Regarding the IL-20RA subunit, it has been reported that its knockdown suppressed the cellular proliferation of a CRC in vitro model [30]. In BC cells, silencing of IL-20RA reduced the percentage of SP cells, an effect accompanied by decreased expression of stemness marker genes, such as SOX2 and OCT4. These results were confirmed in an orthotopic allograft model in which IL-20RA overexpression determined an increase in tumor volume and weight compared with control mice. Mechanistically, IL-20RA promoted such effects via the JAK1–STAT3–SOX2 signaling pathway, beyond promoting a cancer-favorable immune microenvironment through the increased PD-L1 expression [13].

4.2. IL-20 Family Members and Resistance to Cell Death

Several studies have demonstrated that IL-20, IL-22, and IL-24 are involved in the regulation of programmed cell death by apoptosis and/or autophagy, widely implicated as physiological barriers to cancer development [12].

4.2.1. IL-20

As previously reported, IL-20 was highly expressed in BC tissue and enhanced breast tumor growth in in vitro and in vivo models, triggering the activation of both signaling pathways involved in cellular proliferation (see Section 4.1.2) and antiapoptotic-associated signals such as Bcl-XL and Bad. In addition, the treatment with anti-IL-20 monoclonal antibody 7E in vivo enhanced cell apoptosis in a dose-dependent manner, further confirming IL-20’s involvement in many phases of tumor progression [80].

4.2.2. IL-22

IL-22 displays a similar effect on cell death to IL-20. IL-22 contributes to human LC and PC cell survival through the upregulation of antiapoptotic proteins via STAT3 activation [55,95], an effect reversed by using antibodies against IL-22R1 subunit or transfection with the IL-22-RNAi plasmid [55]. Moreover, IL-22 reduced apoptosis via the activation of PI3K-Akt-mTOR signaling in LC cells, and the application of an anti-IL-22 antibody partially blocked this effect [86].

4.2.3. IL-24

IL-24 exerts its effects not only by interacting with plasma membrane receptors but also by binding with proteins localized in the ER, mitochondria, and cytoplasm [43]. It has been reported that IL-24’s ectopic expression at supra-physiological levels induced cell death independently of the JAK/STAT pathway through several mechanisms including the unfolded protein response (UPR) related to ER stress, autophagy, apoptosis, and production of reactive oxygen species (ROS) in a wide variety of tumor cell types [43,88,89,96]. By using adenovirus vector expressing IL-24 (Ad.IL-24), it has been demonstrated that IL-24 binds ER stress markers, BiP/GRP78 and Sigma 1 Receptor (σ1), triggering mitochondrial dysfunction, ROS production, and apoptosis in human prostate cancer cell lines [97,98,99]. More recently, it has been reported that infection of human glioblastoma cell line with Ad/mda7 enhanced both the activation of apoptosis through the tumor necrosis factor-α (TNF-α) family of death receptors and autophagy, which was triggered by the upregulation of LC3-II.

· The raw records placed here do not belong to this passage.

// SPDX-FileCopyrightText: 2026 Strongbox Contributors
// SPDX-License-Identifier: MIT OR Apache-2.0

//! Master password acquisition via TTY prompt or environment variables.

use secrecy::SecretString;
use strongbox_core::StrongboxError;

/// The environment variable name for providing the master password.
pub const MASTER_PASSWORD_ENV_VAR: &str = "STRONGBOX_MASTER_PASSWORD";

/// The environment variable consulted first when a new master password is needed.
pub const NEW_MASTER_PASSWORD_ENV_VAR: &str = "STRONGBOX_NEW_MASTER_PASSWORD";

fn from_env(var: &str) -> Option<SecretString> {
    match std::env::var(var) {
        Ok(value) if !value.is_empty() => Some(SecretString::from(value)),
        _ => None,
    }
}

fn is_interactive() -> bool {
    std::io::IsTerminal::is_terminal(&std::io::stdin())
}

fn read(label: &str) -> Result<String, StrongboxError> {
    rpassword::prompt_password(label)
        .map_err(|e| StrongboxError::InvalidInput(format!("failed to read password: {e}")))
}

fn no_source() -> StrongboxError {
    StrongboxError::InvalidInput(format!(
        "No master password provided. Set {MASTER_PASSWORD_ENV_VAR} or run interactively."
    ))
}

/// Get the master password from the environment or an interactive prompt.
///
/// Priority:
/// 1. `STRONGBOX_MASTER_PASSWORD` (for scripts and tests)
/// 2. Interactive TTY prompt via `rpassword`
pub fn get_master_password(label: &str) -> Result<SecretString, StrongboxError> {
    if let Some(password) = from_env(MASTER_PASSWORD_ENV_VAR) {
        return Ok(password);
    }
    if !is_interactive() {
        return Err(no_source());
    }
    let password = read(label)?;
    if password.is_empty() {
        return Err(StrongboxError::InvalidInput("empty password not allowed".into()));
    }
    Ok(SecretString::from(password))
}

/// Get a new master password, prompting twice and requiring both to match.
///
/// `STRONGBOX_NEW_MASTER_PASSWORD`, then `STRONGBOX_MASTER_PASSWORD`, are
/// taken as-is without confirmation.
pub fn get_new_master_password(label: &str) -> Result<SecretString, StrongboxError> {
    let from_vars = from_env(NEW_MASTER_PASSWORD_ENV_VAR).or_else(|| from_env(MASTER_PASSWORD_ENV_VAR));
    if let Some(password) = from_vars {
        return Ok(password);
    }
    if !is_interactive() {
        return Err(no_source());
    }
    let first = zeroize::Zeroizing::new(read(label)?);
    let second = zeroize::Zeroizing::new(read("Confirm: ")?);
    if *first != *second {
        return Err(StrongboxError::InvalidInput("passwords do not match".into()));
    }
    if first.is_empty() {
        return Err(StrongboxError::InvalidInput("empty password not allowed".into()));
    }
    Ok(SecretString::from(first.to_string()))
}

4.2.4. Receptor Complexes of IL-20 Subfamily Members

The involvement of IL-20RA expression in thyroid tumorigenesis was more recently reported. Silencing IL-20RA via siRNA transfection increased apoptosis by inducing p53 and Bax expression along with a decrease in Bcl-2 expression. In addition, IL-20RA expression influenced immune TME by promoting M2 macrophage polarization while reducing the polarization of M1 [100].

4.3. IL-20 Family Members and Angiogenesis

The ability to form new vessels is a characteristic of many tumor types. Angiogenesis is sustained by TME to obtain a supply of oxygen and nutrients in order to sustain cell viability and proliferation, as well as to allow for tumor invasion and metastasis [101].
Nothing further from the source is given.